Néanmoins, en l’état actuel du droit, les compagnies aériennes restent tenues au remboursement du prix du billet aux passagers. Qui plus est, elles doivent y procéder dans un délai de sept jours ; alors même que le trafic aérien est virtuellement à l’arrêt complet, à quelques rares exceptions près, et que l’IATA qui vient d’exposer son approche à plusieurs niveaux en vue du redémarrage de l’industrie a annoncé que le transport aérien ne devrait pas retrouver son niveau de trafic d’avant-crise avant 2023. Le remboursement doit être intégral et donc inclurait, a priori, le montant de la taxe d’aéroport, que pourtant les compagnies aériennes reversent aux États. Le coût global de ces remboursements est évalué à 35 milliards de dollars, pour le seul deuxième trimestre 2020.
Toutes les compagnies aériennes sont déjà en grande difficulté. Afin d’éviter des faillites en cascade, il serait souhaitable de mettre en place un traitement exceptionnel des vols secs annulés du fait de la crise sanitaire comparable à celui conçu pour préserver les organisateurs de voyages à forfait. Un tel
régime dérogatoire est soutenu par le syndicat des agences de voyage françaises et bien entendu, par le directeur général de l’International Air Transport Association.

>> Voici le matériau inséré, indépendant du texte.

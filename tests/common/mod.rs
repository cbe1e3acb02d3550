//! Shared utilities for integration testing.

use std::net::SocketAddr;
use std::time::Duration;

use heartbeat_watchdog::config::{ListenerConfig, MonitorConfig};
use heartbeat_watchdog::lifecycle;
use heartbeat_watchdog::net::Listener;
use heartbeat_watchdog::{RunReport, WatchdogError};
use tokio::io::AsyncWriteExt;
use tokio::net::TcpStream;
use tokio::task::JoinHandle;

pub const WINDOW: Duration = Duration::from_millis(1000);
pub const GRACE: Duration = Duration::from_millis(100);

/// Shortened timings with the default busy-poll loop.
pub fn fast_config() -> MonitorConfig {
    MonitorConfig {
        window_ms: WINDOW.as_millis() as u64,
        grace_ms: GRACE.as_millis() as u64,
        ..MonitorConfig::default()
    }
}

/// Bind an ephemeral loopback port and run one watchdog session on it.
pub fn spawn_watchdog(
    config: MonitorConfig,
) -> (SocketAddr, JoinHandle<Result<RunReport, WatchdogError>>) {
    let listener = Listener::bind(&ListenerConfig {
        bind_address: "127.0.0.1".into(),
        port: 0,
        backlog: 3,
    })
    .unwrap();
    let addr = listener.local_addr().unwrap();

    let handle = tokio::spawn(async move { lifecycle::serve(listener, &config).await });
    (addr, handle)
}

/// Connect and send the throwaway first message the acceptor discards.
pub async fn connect_and_greet(addr: SocketAddr) -> TcpStream {
    let mut stream = TcpStream::connect(addr).await.unwrap();
    stream.set_nodelay(true).unwrap();
    stream.write_all(b"x").await.unwrap();
    // Let the handshake receive drain the greeting on its own.
    tokio::time::sleep(GRACE * 3).await;
    stream
}
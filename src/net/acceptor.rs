//! Single-connection acceptor.
//!
//! # Responsibilities
//! - Accept exactly one peer from the listener
//! - Give the peer a grace delay to start its send loop
//! - Consume the peer's first message with a blocking receive
//!
//! The listener is kept by the caller until the session ends but is never
//! accepted on again, so later connection attempts sit in the kernel queue
//! unserved and are reset when the process exits.
//!
//! A peer that closes before sending anything fails setup here (exit status 2)
//! instead of being handed to the monitor loop with an empty first read.

use std::net::SocketAddr;
use tokio::io::AsyncReadExt;

use crate::config::MonitorConfig;
use crate::error::SetupError;
use crate::net::connection::TcpConnection;
use crate::net::listener::Listener;

/// Accept one connection and complete the handshake receive.
///
/// The returned connection is ready for non-blocking polling.
pub async fn acquire_single_connection(
    listener: &Listener,
    config: &MonitorConfig,
) -> Result<TcpConnection, SetupError> {
    tracing::info!("Waiting for incoming TCP-connections...");

    let (stream, peer_addr) = listener.accept().await?;
    tracing::info!(peer_addr = %peer_addr, "A new client connection accepted");

    let mut connection = TcpConnection::new(stream, peer_addr);

    tokio::time::sleep(config.grace()).await;
    handshake(&mut connection, peer_addr, config.buffer_size).await?;

    Ok(connection)
}

/// Wait for the peer's first message and discard it.
async fn handshake(
    connection: &mut TcpConnection,
    peer_addr: SocketAddr,
    buffer_size: usize,
) -> Result<(), SetupError> {
    let mut buf = vec![0u8; buffer_size];
    let n = connection
        .stream_mut()
        .read(&mut buf)
        .await
        .map_err(SetupError::Handshake)?;

    if n == 0 {
        return Err(SetupError::HandshakeClosed);
    }

    tracing::debug!(peer_addr = %peer_addr, bytes = n, "Handshake message discarded");
    Ok(())
}

#[cfg(test)]
mod tests {
    use super::*;
    use crate::config::ListenerConfig;
    use crate::net::connection::{Connection, Received};
    use tokio::io::AsyncWriteExt;
    use tokio::net::TcpStream;

    fn setup() -> (Listener, SocketAddr, MonitorConfig) {
        let listener = Listener::bind(&ListenerConfig {
            bind_address: "127.0.0.1".into(),
            port: 0,
            backlog: 3,
        })
        .unwrap();
        let addr = listener.local_addr().unwrap();
        let config = MonitorConfig {
            grace_ms: 50,
            ..MonitorConfig::default()
        };
        (listener, addr, config)
    }

    #[tokio::test]
    async fn handshake_consumes_first_message() {
        let (listener, addr, config) = setup();

        let client = tokio::spawn(async move {
            let mut stream = TcpStream::connect(addr).await.unwrap();
            stream.write_all(b"x").await.unwrap();
            stream
        });

        let mut connection = acquire_single_connection(&listener, &config).await.unwrap();
        let _client = client.await.unwrap();

        let mut buf = [0u8; 16];
        assert_eq!(connection.try_recv(&mut buf).unwrap(), Received::WouldBlock);
    }

    #[tokio::test]
    async fn handshake_waits_for_a_late_first_message() {
        let (listener, addr, config) = setup();

        let client = tokio::spawn(async move {
            let mut stream = TcpStream::connect(addr).await.unwrap();
            tokio::time::sleep(std::time::Duration::from_millis(200)).await;
            stream.write_all(b"late").await.unwrap();
            stream
        });

        let connection = acquire_single_connection(&listener, &config).await.unwrap();
        let client = client.await.unwrap();
        assert_eq!(connection.peer_addr(), client.local_addr().unwrap());
    }

    #[tokio::test]
    async fn peer_closing_before_handshake_is_fatal() {
        let (listener, addr, config) = setup();

        tokio::spawn(async move {
            let stream = TcpStream::connect(addr).await.unwrap();
            drop(stream);
        });

        let err = acquire_single_connection(&listener, &config).await.unwrap_err();
        assert!(matches!(
            err,
            SetupError::HandshakeClosed | SetupError::Handshake(_)
        ));
    }
}
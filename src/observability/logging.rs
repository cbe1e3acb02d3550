//! Structured logging.
//!
//! `RUST_LOG` takes precedence; otherwise the configured filter directive is
//! used. Progress lines (bind, waiting, accepted, timeout) go through the
//! same subscriber.

use tracing_subscriber::{layer::SubscriberExt, util::SubscriberInitExt, EnvFilter};

use crate::config::ObservabilityConfig;

/// Initialize the global tracing subscriber. Call once, at startup.
pub fn init(config: &ObservabilityConfig) {
    tracing_subscriber::registry()
        .with(
            EnvFilter::try_from_default_env()
                .unwrap_or_else(|_| EnvFilter::new(&config.log_level)),
        )
        .with(tracing_subscriber::fmt::layer())
        .init();
}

La Commission Européenne a fait un timide premier pas en ce sens, le 13 mai dernier, en constatant qu’ « en cas d’insolvabilité des (…) transporteurs, le risque existe que de nombreux voyageurs et passagers ne bénéficient d’aucun remboursement ». Elle recommande ainsi d’augmenter l’attractivité des bons à avoir que les compagnies aériennes peuvent proposer aux passagers en lieu et place du remboursement, par un mécanisme de garantie contre l’insolvabilité de la compagnie et une durée minimale de validité des bons de douze mois. Toutefois, ni le droit du passager d’exiger le remboursement, ni le délai extrêmement court de sept jours pour y procéder, ne sont remis en question. Cela est regrettable, d’autant plus que la Commission reconnaît elle-même que la « situation des secteurs du voyage et du transport en matière de trésorerie et de recettes est devenue insoutenable ».
Des mesures exceptionnelles pour rebondir et sortir plus forts de cette pandémie paraissent nécessaires, certes, pour préserver le secteur du transport aérien permettant notamment aux compagnies de redémarrer leur activité post-COVID en préservant autant que faire se peut, les emplois, directs et indirects, qui en dépendent. Il serait aussi et surtout dans l’intérêt des voyageurs eux-mêmes d’éviter que leur droit au remboursement immédiat ne se heurte à la réalité de la faillite à venir des compagnies aériennes, ou pis encore n’en devienne le motif, ce qui aurait tout simplement pour effet de nous priver d’une de nos libertés fondamentales : celle de mouvement et de circulation. Tout vient à point à qui sait attendre.